Le « décret juge de paix » est en vigueur depuis le 1er janvier 2023. Ce nouveau décret vient modifier en profondeur la procédure applicable en cas de défaut de paiement des factures d’électricité ou de gaz en Région wallonne. Le juge de paix occupe aujourd’hui une place importante dans la procédure de recouvrement d’une dette en matière d’énergie. Il est dorénavant le seul à pouvoir décider d’une coupure ou à pouvoir imposer le placement d’un compteur à budget ou l’activation de la fonction prépaiement. Il s’agit là d’une véritable révolution car jusque-là, une coupure pouvait avoir lieu sur seule décision du fournisseur, et ce, même si la dette réclamée par le fournisseur était contestable et/ou contestée.
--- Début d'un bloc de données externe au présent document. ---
use aws_config::{BehaviorVersion, Region, SdkConfig};
use jsonwebtoken::{Algorithm, DecodingKey, EncodingKey, Header};
use lambda_http::{tracing, Error};

use crate::{
    config::{Config, ImageBackend, StorageBackend},
    images::ImageStore,
    models::user::{Role, User},
    store::{dynamo::DynamoStore, memory::MemoryStore, Database},
    utils::{create_userid, hash_password, normalize_email},
};

pub struct AppState {
    pub config: Config,
    pub db: Database,
    pub images: ImageStore,
    pub jwt: (EncodingKey, DecodingKey, Header),
}

async fn aws_config(config: &Config) -> SdkConfig {
    let mut loader = aws_config::defaults(BehaviorVersion::latest())
        .region(Region::new(config.aws_region.clone()));
    if let Some(endpoint) = &config.dynamodb_endpoint {
        loader = loader.endpoint_url(endpoint);
    }
    loader.load().await
}

fn jwt_keys(secret: &str) -> Result<(EncodingKey, DecodingKey, Header), Error> {
    Ok((
        EncodingKey::from_base64_secret(secret)?,
        DecodingKey::from_base64_secret(secret)?,
        Header::new(Algorithm::HS256),
    ))
}

impl AppState {
    pub async fn new(config: Config) -> Result<Self, Error> {
        let needs_aws =
            config.storage == StorageBackend::DynamoDb || config.images == ImageBackend::S3;
        let sdk = if needs_aws {
            Some(aws_config(&config).await)
        } else {
            None
        };

        let db = match (config.storage, &sdk) {
            (StorageBackend::DynamoDb, Some(sdk)) => {
                tracing::info!("Using DynamoDB storage");
                Database::Dynamo(DynamoStore::new(sdk))
            }
            _ => {
                tracing::warn!("Using in-memory storage, data is lost on restart");
                Database::Memory(MemoryStore::new())
            }
        };

        let images = match (config.images, &sdk) {
            (ImageBackend::S3, Some(sdk)) => {
                let bucket = config
                    .s3_bucket
                    .clone()
                    .ok_or("S3_BUCKET must be set when IMAGE_BACKEND=s3")?;
                ImageStore::s3(sdk, bucket)
            }
            _ => ImageStore::local(config.upload_dir.clone()),
        };

        let jwt = jwt_keys(&config.jwt_secret)?;
        let state = Self {
            config,
            db,
            images,
            jwt,
        };
        state.seed_admin().await?;
        Ok(state)
    }

    /// In-memory state for tests: temp upload dir and a cheap scrypt cost.
    #[cfg(test)]
    pub fn test() -> Result<Self, Error> {
        let upload_dir =
            std::env::temp_dir().join(format!("kitabyatra-test-{}", ulid::Ulid::new()));
        // base64 of "kitabyatra-test-secret-kitabyatra"
        let secret = "a2l0YWJ5YXRyYS10ZXN0LXNlY3JldC1raXRhYnlhdHJh".to_string();
        let config = Config {
            port: 0,
            jwt_secret: secret,
            jwt_expiration_hours: 1,
            storage: StorageBackend::Memory,
            dynamodb_endpoint: None,
            aws_region: "test".to_string(),
            images: ImageBackend::Local,
            upload_dir: upload_dir.clone(),
            s3_bucket: None,
            cors_origins: Vec::new(),
            scrypt_log_n: 4,
            admin: None,
        };

        Ok(Self {
            jwt: jwt_keys(&config.jwt_secret)?,
            config,
            db: Database::Memory(MemoryStore::new()),
            images: ImageStore::local(upload_dir),
        })
    }

    /// Creates the configured admin account when it does not exist yet.
    pub async fn seed_admin(&self) -> Result<(), Error> {
        let Some(seed) = &self.config.admin else {
            return Ok(());
        };
        let id = create_userid(&seed.email);
        if self.db.get::<User>(&id).await?.is_some() {
            tracing::info!("Admin account {} already exists", seed.email);
            return Ok(());
        }

        let password = hash_password(&seed.password, self.config.scrypt_log_n)?;
        let admin = User::new(
            id,
            seed.name.clone(),
            normalize_email(&seed.email),
            password,
            Role::Admin,
        );
        self.db.insert(&admin).await?;
        tracing::info!("Created admin account {}", admin.email);
        Ok(())
    }
}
Ce décret vient encadrer la coupure, le placement du compteur à budget ou l’activation de la fonction prépaiement, et la négociation d’un plan de paiement raisonnable, dans le cadre de la procédure de recouvrement d’une dette par un fournisseur. Il s’agit d’une procédure spécifique avec des étapes réglementées. Nous allons reprendre les différentes étapes de la procédure de recouvrement ci-dessous.
À partir de quand la nouvelle procédure est-elle appliquée ?
La nouvelle procédure s’applique aux dettes des clients résidentiels (donc non-professionnels pour lesquelles le premier rappel de paiement a été envoyé après le 31 décembre 2022.
Pour les clients ayant reçu une lettre de rappel, une mise en demeure, ou une déclaration en défaut de paiement avant le 1er janvier 2023, l’ancienne procédure de défaut de paiement est toujours d’application, mais avec une exception très importante : A partir du 1er janvier 2023, quelle que soit la date à laquelle est reçu le premier rappel, seul le juge de paix peut décider d’une coupure ou imposer le prépaiement à un consommateur qui l’a refusé.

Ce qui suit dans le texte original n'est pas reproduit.